• [TASK ITEM] Nothing is needed except the lines below that run from the one with "async fn ping(&self)" through the one with "NAME [--password PW]", repeated exactly.

• [WORKING DATA]
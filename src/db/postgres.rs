use async_trait::async_trait;
use sqlx::postgres::PgPoolOptions;
use sqlx::PgPool;
use uuid::Uuid;

use super::{AnnouncementStore, TeacherStore};
use crate::models::{
    announcement::{Announcement, AnnouncementChanges, NewAnnouncement},
    teacher::{NewTeacher, Teacher},
};

pub async fn create_pool(database_url: &str, max_connections: u32) -> anyhow::Result<PgPool> {
    let pool = PgPoolOptions::new()
        .max_connections(max_connections)
        .connect(database_url)
        .await?;
    Ok(pool)
}

/// Run the migrations embedded from ./migrations/
pub async fn run_migrations(pool: &PgPool) -> anyhow::Result<()> {
    sqlx::migrate!("./migrations").run(pool).await?;
    Ok(())
}

/// PostgreSQL-backed store for both collections.
#[derive(Clone)]
pub struct PgStore {
    pool: PgPool,
}

impl PgStore {
    pub fn new(pool: PgPool) -> Self {
        Self { pool }
    }
}

#[async_trait]
impl AnnouncementStore for PgStore {
    async fn list(&self) -> anyhow::Result<Vec<Announcement>> {
        let rows = sqlx::query_as::<_, Announcement>(
            "SELECT * FROM announcements ORDER BY created_at, id",
        )
        .fetch_all(&self.pool)
        .await?;
        Ok(rows)
    }

    async fn find(&self, id: Uuid) -> anyhow::Result<Option<Announcement>> {
        let row = sqlx::query_as::<_, Announcement>("SELECT * FROM announcements WHERE id = $1")
            .bind(id)
            .fetch_optional(&self.pool)
            .await?;
        Ok(row)
    }

    async fn insert(&self, new: &NewAnnouncement) -> anyhow::Result<Announcement> {
        let row = sqlx::query_as::<_, Announcement>(
            "INSERT INTO announcements (id, message, start_date, expiration_date, created_by, created_at)
             VALUES ($1, $2, $3, $4, $5, $6)
             RETURNING *",
        )
        .bind(Uuid::new_v4())
        .bind(&new.message)
        .bind(new.start_date)
        .bind(new.expiration_date)
        .bind(&new.created_by)
        .bind(new.created_at)
        .fetch_one(&self.pool)
        .await?;
        Ok(row)
    }

    async fn update(
        &self,
        id: Uuid,
        changes: &AnnouncementChanges,
    ) -> anyhow::Result<Option<Announcement>> {
        let row = sqlx::query_as::<_, Announcement>(
            "UPDATE announcements
             SET message = COALESCE($1, message),
                 start_date = CASE WHEN $2 THEN $3::timestamptz ELSE start_date END,
                 expiration_date = COALESCE($4, expiration_date)
             WHERE id = $5
             RETURNING *",
        )
        .bind(&changes.message)
        .bind(changes.start_date.is_some())
        .bind(changes.start_date.flatten())
        .bind(changes.expiration_date)
        .bind(id)
        .fetch_optional(&self.pool)
        .await?;
        Ok(row)
    }

    async fn delete(&self, id: Uuid) -> anyhow::Result<bool> {
        let result = sqlx::query("DELETE FROM announcements WHERE id = $1")
            .bind(id)
            .execute(&self.pool)
            .await?;
        Ok(result.rows_affected() > 0)
    }

    async fn ping(&self) -> anyhow::Result<()> {
        sqlx::query("SELECT 1").execute(&self.pool).await?;
        Ok(())
    }
}

#[async_trait]
impl TeacherStore for PgStore {
    async fn find_teacher(&self, username: &str) -> anyhow::Result<Option<Teacher>> {
        let row = sqlx::query_as::<_, Teacher>("SELECT * FROM teachers WHERE username = $1")
            .bind(username)
            .fetch_optional(&self.pool)
            .await?;
        Ok(row)
    }

    async fn upsert_teacher(&self, teacher: &NewTeacher) -> anyhow::Result<Teacher> {
        let row = sqlx::query_as::<_, Teacher>(
            "INSERT INTO teachers (username, display_name, password_hash)
             VALUES ($1, $2, $3)
             ON CONFLICT (username) DO UPDATE
             SET display_name = EXCLUDED.display_name,
                 password_hash = EXCLUDED.password_hash
             RETURNING *",
        )
        .bind(&teacher.username)
        .bind(&teacher.display_name)
        .bind(&teacher.password_hash)
        .fetch_one(&self.pool)
        .await?;
        Ok(row)
    }
}
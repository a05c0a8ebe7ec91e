//! Create or update a teacher account.
//!
//! Usage: create-teacher --username USER --display-name NAME [--password PW]
//!   The password may also come from TEACHER_PASSWORD.

use clap::Parser;

use announcements_api::{
    db::{self, PgStore},
    services::auth::AuthService,
};

#[derive(Parser)]
#[command(name = "create-teacher", about = "Provision a teacher account for the announcements API")]
struct Args {
    /// Login name, used as the teacher's key
    #[arg(long)]
    username: String,

    /// Name shown in the UI (defaults to the username)
    #[arg(long)]
    display_name: Option<String>,

    #[arg(long, env = "TEACHER_PASSWORD", hide_env_values = true)]
    password: String,

    /// bcrypt cost factor
    #[arg(long, default_value_t = 12)]
    cost: u32,
}

#[tokio::main]
async fn main() -> anyhow::Result<()> {
    let _ = dotenvy::dotenv();

    tracing_subscriber::fmt()
        .with_max_level(tracing::Level::INFO)
        .init();

    let args = Args::parse();

    let database_url = std::env::var("DATABASE_URL")
        .map_err(|_| anyhow::anyhow!("DATABASE_URL environment variable not set"))?;

    let pool = db::postgres::create_pool(&database_url, 2).await?;
    db::postgres::run_migrations(&pool).await?;
    let store = PgStore::new(pool);

    let display_name = args.display_name.unwrap_or_else(|| args.username.clone());
    let teacher =
        AuthService::provision_teacher(&store, &args.username, &display_name, &args.password, args.cost)
            .await?;

    tracing::info!("Teacher '{}' ready ({})", teacher.username, teacher.display_name);
    Ok(())
}
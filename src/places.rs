use serde_json::Value;
use std::sync::Arc;
use std::time::Duration;
use tracing::debug;

use crate::cache::ExpiringCache;
use crate::clock::Clock;

pub type PlaceList = Vec<Value>;

const POPULAR_KEY: &str = "popular";

#[derive(Debug, Clone, Copy)]
pub struct PlaceCacheConfig {
    pub search_ttl: Duration,
    pub popular_ttl: Duration,
    pub max_recent: usize,
}

impl Default for PlaceCacheConfig {
    fn default() -> Self {
        Self {
            search_ttl: Duration::from_secs(10 * 60),
            popular_ttl: Duration::from_secs(60 * 60),
            max_recent: crate::cache::DEFAULT_MAX_RECENT,
        }
    }
}

pub fn search_key(user_id: u64, keyword: &str) -> String {
    format!("{}:{}", user_id, keyword.to_lowercase())
}

#[derive(Debug)]
pub struct PlaceCache {
    cache: ExpiringCache<PlaceList>,
    config: PlaceCacheConfig,
}

impl PlaceCache {
    pub fn new(config: PlaceCacheConfig, clock: Arc<dyn Clock>) -> Self {
        Self { cache: ExpiringCache::new(config.max_recent).with_clock(clock), config }
    }

    pub fn cached_search(&self, user_id: u64, keyword: &str) -> Option<PlaceList> {
        let key = search_key(user_id, keyword);
        let hit = self.cache.get(&key);
        if hit.is_some() {
            debug!(key = %key, "search cache hit");
        }
        hit
    }

    pub fn store_search(&self, user_id: u64, keyword: &str, places: PlaceList) {
        let key = search_key(user_id, keyword);
        debug!(key = %key, count = places.len(), "caching search results");
        self.cache.put(key, places, self.config.search_ttl);
    }

    pub fn cached_popular(&self) -> Option<PlaceList> {
        self.cache.get(POPULAR_KEY)
    }

    pub fn store_popular(&self, places: PlaceList) {
        debug!(count = places.len(), "caching popular places");
        self.cache.put(POPULAR_KEY, places, self.config.popular_ttl);
    }

    pub fn add_recent(&self, user_id: u64, keyword: &str) {
        self.cache.add_recent(user_id, keyword);
    }

    pub fn recent(&self, user_id: u64) -> Vec<String> {
        self.cache.get_recent(user_id)
    }

    pub fn clear_recent(&self, user_id: u64) {
        self.cache.clear_recent(user_id);
    }

    pub fn len(&self) -> usize {
        self.cache.len()
    }

    pub fn is_empty(&self) -> bool {
        self.cache.is_empty()
    }

    pub fn sweep_expired(&self) -> usize {
        self.cache.sweep_expired()
    }
}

• [RESPONSE]
    async fn ping(&self) -> anyhow::Result<()> {
        sqlx::query("SELECT 1").execute(&self.pool).await?;
        Ok(())
    }
}

#[async_trait]
impl TeacherStore for PgStore {
    async fn find_teacher(&self, username: &str) -> anyhow::Result<Option<Teacher>> {
        let row = sqlx::query_as::<_, Teacher>("SELECT * FROM teachers WHERE username = $1")
            .bind(username)
            .fetch_optional(&self.pool)
            .await?;
        Ok(row)
    }

    async fn upsert_teacher(&self, teacher: &NewTeacher) -> anyhow::Result<Teacher> {
        let row = sqlx::query_as::<_, Teacher>(
            "INSERT INTO teachers (username, display_name, password_hash)
             VALUES ($1, $2, $3)
             ON CONFLICT (username) DO UPDATE
             SET display_name = EXCLUDED.display_name,
                 password_hash = EXCLUDED.password_hash
             RETURNING *",
        )
        .bind(&teacher.username)
        .bind(&teacher.display_name)
        .bind(&teacher.password_hash)
        .fetch_one(&self.pool)
        .await?;
        Ok(row)
    }
}
repository a05c0a8ebe7ec91e
//! Create or update a teacher account.
//!
//! Usage: create-teacher --username USER --display-name NAME [--password PW]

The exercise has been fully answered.